**What is being asked:** Please copy out the records that follow exactly as they stand.
#### Data section ####
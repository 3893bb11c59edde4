//! Warm-up fault schedule.
//!
//! A monotonically increasing call counter mapped onto three phases. The
//! counter belongs to the schedule instance, so every test can start from a
//! fresh schedule.

use std::sync::atomic::{AtomicU64, Ordering};
use std::time::Duration;

use serde::Serialize;
use thiserror::Error;

/// Calls that are delayed before failing
pub const DEFAULT_SLOW_FAILURES: u64 = 2;

/// Calls that fail in total (slow ones included)
pub const DEFAULT_FAILURES: u64 = 4;

/// Delay applied to slow failures
pub const DEFAULT_DELAY: Duration = Duration::from_secs(2);

/// Invalid warm-up policy
#[derive(Debug, Clone, Copy, Error, PartialEq, Eq)]
pub enum ChaosConfigError {
    #[error("slow failures ({slow}) exceed total failures ({total})")]
    SlowExceedsTotal { slow: u64, total: u64 },
}

/// Where a call falls in the warm-up sequence
#[derive(Debug, Clone, Copy, PartialEq, Eq, Serialize)]
#[serde(rename_all = "snake_case")]
pub enum WarmupPhase {
    /// Delay, then fail
    Warming,
    /// Fail without delay
    FailingFast,
    /// Serve normally; terminal
    Stable,
}

impl WarmupPhase {
    /// Whether calls in this phase are delayed
    pub const fn delays(self) -> bool {
        matches!(self, Self::Warming)
    }

    /// Whether calls in this phase fail
    pub const fn fails(self) -> bool {
        !matches!(self, Self::Stable)
    }
}

/// A single call's position in the schedule
#[derive(Debug, Clone, Copy, PartialEq, Eq)]
pub struct Observation {
    /// 1-based call number
    pub call: u64,
    /// Phase assigned to this call
    pub phase: WarmupPhase,
}

/// Thresholds for the warm-up sequence
///
/// Both bounds are inclusive: with the defaults, call 2 is still slow and
/// call 4 still fails.
#[derive(Debug, Clone, Copy, PartialEq, Eq)]
pub struct WarmupPolicy {
    slow_failures: u64,
    failures: u64,
    delay: Duration,
}

impl Default for WarmupPolicy {
    fn default() -> Self {
        Self {
            slow_failures: DEFAULT_SLOW_FAILURES,
            failures: DEFAULT_FAILURES,
            delay: DEFAULT_DELAY,
        }
    }
}

impl WarmupPolicy {
    /// Create a policy
    ///
    /// # Errors
    ///
    /// Returns `ChaosConfigError::SlowExceedsTotal` if `slow_failures` is
    /// greater than `failures`.
    pub const fn new(
        slow_failures: u64,
        failures: u64,
        delay: Duration,
    ) -> Result<Self, ChaosConfigError> {
        if slow_failures > failures {
            return Err(ChaosConfigError::SlowExceedsTotal {
                slow: slow_failures,
                total: failures,
            });
        }
        Ok(Self {
            slow_failures,
            failures,
            delay,
        })
    }

    /// Phase for a 1-based call number
    pub const fn phase_for(&self, call: u64) -> WarmupPhase {
        if call <= self.slow_failures {
            WarmupPhase::Warming
        } else if call <= self.failures {
            WarmupPhase::FailingFast
        } else {
            WarmupPhase::Stable
        }
    }

    pub const fn slow_failures(&self) -> u64 {
        self.slow_failures
    }

    pub const fn failures(&self) -> u64 {
        self.failures
    }

    pub const fn delay(&self) -> Duration {
        self.delay
    }
}

/// Counter-driven warm-up state machine
#[derive(Debug)]
pub struct WarmupSchedule {
    policy: WarmupPolicy,
    calls: AtomicU64,
}

impl Default for WarmupSchedule {
    fn default() -> Self {
        Self::new(WarmupPolicy::default())
    }
}

impl WarmupSchedule {
    /// Create a schedule whose counter starts at zero
    pub const fn new(policy: WarmupPolicy) -> Self {
        Self {
            policy,
            calls: AtomicU64::new(0),
        }
    }

    /// Count one call and classify it
    ///
    /// Concurrent callers always receive distinct call numbers.
    pub fn observe(&self) -> Observation {
        let call = self.calls.fetch_add(1, Ordering::SeqCst).wrapping_add(1);
        Observation {
            call,
            phase: self.policy.phase_for(call),
        }
    }

    /// Number of calls observed so far
    pub fn calls_observed(&self) -> u64 {
        self.calls.load(Ordering::SeqCst)
    }

    /// Phase the next call will be assigned
    pub fn next_phase(&self) -> WarmupPhase {
        self.policy.phase_for(self.calls_observed().saturating_add(1))
    }

    pub const fn policy(&self) -> &WarmupPolicy {
        &self.policy
    }
}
####
**Answer for this exercise:**
repository 3893bb11c59edde4
//! Warm-up fault schedule.
//!
//! A monotonically increasing call counter mapped onto three phases. The
//! counter belongs to the schedule instance, so every test can start from a
//! fresh schedule.

use std::sync::atomic::{AtomicU64, Ordering};
use std::time::Duration;

use serde::Serialize;
use thiserror::Error;

/// Calls that are delayed before failing
pub const DEFAULT_SLOW_FAILURES: u64 = 2;

/// Calls that fail in total (slow ones included)
pub const DEFAULT_FAILURES: u64 = 4;

/// Delay applied to slow failures
pub const DEFAULT_DELAY: Duration = Duration::from_secs(2);

/// Invalid warm-up policy
#[derive(Debug, Clone, Copy, Error, PartialEq, Eq)]
pub enum ChaosConfigError {
    #[error("slow failures ({slow}) exceed total failures ({total})")]
    SlowExceedsTotal { slow: u64, total: u64 },
}

/// Where a call falls in the warm-up sequence
#[derive(Debug, Clone, Copy, PartialEq, Eq, Serialize)]
#[serde(rename_all = "snake_case")]
pub enum WarmupPhase {
    /// Delay, then fail
    Warming,
    /// Fail without delay
    FailingFast,
    /// Serve normally; terminal
    Stable,
}

impl WarmupPhase {
    /// Whether calls in this phase are delayed
    pub const fn delays(self) -> bool {
        matches!(self, Self::Warming)
    }

    /// Whether calls in this phase fail
    pub const fn fails(self) -> bool {
        !matches!(self, Self::Stable)
    }
}

/// A single call's position in the schedule
#[derive(Debug, Clone, Copy, PartialEq, Eq)]
pub struct Observation {
    /// 1-based call number
    pub call: u64,
    /// Phase assigned to this call
    pub phase: WarmupPhase,
}

/// Thresholds for the warm-up sequence
///
/// Both bounds are inclusive: with the defaults, call 2 is still slow and
/// call 4 still fails.
#[derive(Debug, Clone, Copy, PartialEq, Eq)]
pub struct WarmupPolicy {
    slow_failures: u64,
    failures: u64,
    delay: Duration,
}

impl Default for WarmupPolicy {
    fn default() -> Self {
        Self {
            slow_failures: DEFAULT_SLOW_FAILURES,
            failures: DEFAULT_FAILURES,
            delay: DEFAULT_DELAY,
        }
    }
}

impl WarmupPolicy {
    /// Create a policy
    ///
    /// # Errors
    ///
    /// Returns `ChaosConfigError::SlowExceedsTotal` if `slow_failures` is
    /// greater than `failures`.
    pub const fn new(
        slow_failures: u64,
        failures: u64,
        delay: Duration,
    ) -> Result<Self, ChaosConfigError> {
        if slow_failures > failures {
            return Err(ChaosConfigError::SlowExceedsTotal {
                slow: slow_failures,
                total: failures,
            });
        }
        Ok(Self {
            slow_failures,
            failures,
            delay,
        })
    }

    /// Phase for a 1-based call number
    pub const fn phase_for(&self, call: u64) -> WarmupPhase {
        if call <= self.slow_failures {
            WarmupPhase::Warming
        } else if call <= self.failures {
            WarmupPhase::FailingFast
        } else {
            WarmupPhase::Stable
        }
    }

    pub const fn slow_failures(&self) -> u64 {
        self.slow_failures
    }

    pub const fn failures(&self) -> u64 {
        self.failures
    }

    pub const fn delay(&self) -> Duration {
        self.delay
    }
}

/// Counter-driven warm-up state machine
#[derive(Debug)]
pub struct WarmupSchedule {
    policy: WarmupPolicy,
    calls: AtomicU64,
}

impl Default for WarmupSchedule {
    fn default() -> Self {
        Self::new(WarmupPolicy::default())
    }
}

impl WarmupSchedule {
    /// Create a schedule whose counter starts at zero
    pub const fn new(policy: WarmupPolicy) -> Self {
        Self {
            policy,
            calls: AtomicU64::new(0),
        }
    }

    /// Count one call and classify it
    ///
    /// Concurrent callers always receive distinct call numbers.
    pub fn observe(&self) -> Observation {
        let call = self.calls.fetch_add(1, Ordering::SeqCst).wrapping_add(1);
        Observation {
            call,
            phase: self.policy.phase_for(call),
        }
    }

    /// Number of calls observed so far
    pub fn calls_observed(&self) -> u64 {
        self.calls.load(Ordering::SeqCst)
    }

    /// Phase the next call will be assigned
    pub fn next_phase(&self) -> WarmupPhase {
        self.policy.phase_for(self.calls_observed().saturating_add(1))
    }

    pub const fn policy(&self) -> &WarmupPolicy {
        &self.policy
    }
}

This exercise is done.